The pelvic floor muscles support the bladder, uterus, and rectum. These muscles support continence, sexual function, and core stability.
Pregnancy, delivery, and postpartum recovery include pelvic floor muscles in women. Incontinence, pelvic discomfort, and sexual dysfunction can result from pelvic floor muscle weakness.
Kegel exercises strengthen the pelvic floor muscles by tightening and relaxing them. Pregnant and postpartum women might benefit from these pelvic floor exercises. More severe pelvic floor issues may require physical treatment or surgery.
Muscles, ligaments, and nerves support the pelvic organs and govern bladder and bowel function in the pelvic floor. The pelvic floor muscles—pubococcygeus, iliococcygeus, and coccygeus—are layered.
Pregnancy, childbirth, aging, obesity, prolonged constipation or straining, and medical problems including nerve injury or pelvic organ prolapse can weaken these muscles. Weak pelvic floor muscles can cause incontinence, pelvic discomfort, and sexual dysfunction.
Kegels can strengthen pelvic floor muscles. Contract the pelvic floor muscles to stop urine flow, hold for a few seconds, then release. Kegels must be done correctly and regularly to work.
Pelvic floor dysfunction may need physical therapy, biofeedback, or surgery. If you have pelvic floor issues, talk to a doctor about treatment.
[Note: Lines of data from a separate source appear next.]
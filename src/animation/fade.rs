//! Cancellable delayed removals keyed by id.
//!
//! A marker that is hidden first receives a fade-out class; the actual detach
//! happens once its deadline passes. Showing the marker again before then
//! cancels the entry, so a stale removal can never fire.

use crate::prelude::HashMap;
use std::hash::Hash;
use std::time::Duration;

#[derive(Debug, Clone)]
struct PendingRemoval<P> {
    due: Duration,
    payload: P,
}

/// Per-id delayed removal queue driven by an external clock
#[derive(Debug, Clone)]
pub struct FadeScheduler<K, P = ()> {
    delay: Duration,
    pending: HashMap<K, PendingRemoval<P>>,
}

impl<K, P> FadeScheduler<K, P>
where
    K: Eq + Hash + Clone,
{
    pub fn new(delay: Duration) -> Self {
        Self {
            delay,
            pending: HashMap::default(),
        }
    }

    pub fn delay(&self) -> Duration {
        self.delay
    }

    /// Schedules a removal `delay` after `now`, replacing any entry for the same key
    pub fn schedule(&mut self, key: K, payload: P, now: Duration) {
        self.pending.remove(&key);
        self.pending.insert(
            key,
            PendingRemoval {
                due: now + self.delay,
                payload,
            },
        );
    }

    /// Cancels a pending removal, returning its payload
    pub fn cancel(&mut self, key: &K) -> Option<P> {
        self.pending.remove(key).map(|entry| entry.payload)
    }

    pub fn is_pending(&self, key: &K) -> bool {
        self.pending.contains_key(key)
    }

    pub fn payload(&self, key: &K) -> Option<&P> {
        self.pending.get(key).map(|entry| &entry.payload)
    }

    /// Removes and returns every entry whose deadline is at or before `now`, oldest first
    pub fn take_due(&mut self, now: Duration) -> Vec<(K, P)> {
        let due_keys: Vec<K> = self
            .pending
            .iter()
            .filter(|(_, entry)| entry.due <= now)
            .map(|(key, _)| key.clone())
            .collect();

        let mut fired: Vec<(Duration, K, P)> = due_keys
            .into_iter()
            .filter_map(|key| {
                self.pending
                    .remove(&key)
                    .map(|entry| (entry.due, key, entry.payload))
            })
            .collect();
        fired.sort_by_key(|(due, _, _)| *due);
        fired.into_iter().map(|(_, key, payload)| (key, payload)).collect()
    }

    /// Earliest pending deadline
    pub fn next_due(&self) -> Option<Duration> {
        self.pending.values().map(|entry| entry.due).min()
    }

    /// Drops every pending entry, returning the keys that were pending
    pub fn clear(&mut self) -> Vec<K> {
        self.pending.drain().map(|(key, _)| key).collect()
    }

    pub fn len(&self) -> usize {
        self.pending.len()
    }

    pub fn is_empty(&self) -> bool {
        self.pending.is_empty()
    }
}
Additional pelvic floor information:
Pelvic floor muscles support pelvic organs and aid sexual function. Sexual excitement relaxes pelvic floor muscles, increasing blood flow and lubrication. They contract during orgasm, increasing pleasure.
Kegel exercises and other lifestyle adjustments can enhance pelvic floor health. Maintaining a healthy weight, being hydrated, and avoiding constipation and bowel straining can help prevent pelvic floor disorders.
Your doctor can diagnose and treat pelvic floor problems. Pelvic floor physical treatment may increase muscular strength and coordination. Surgery is another possibility.
Pelvic floor issues are frequent, especially in postpartum women. They're typically misdiagnosed and undertreated. Discuss urine or fecal incontinence, pelvic discomfort, or sexual dysfunction with your doctor.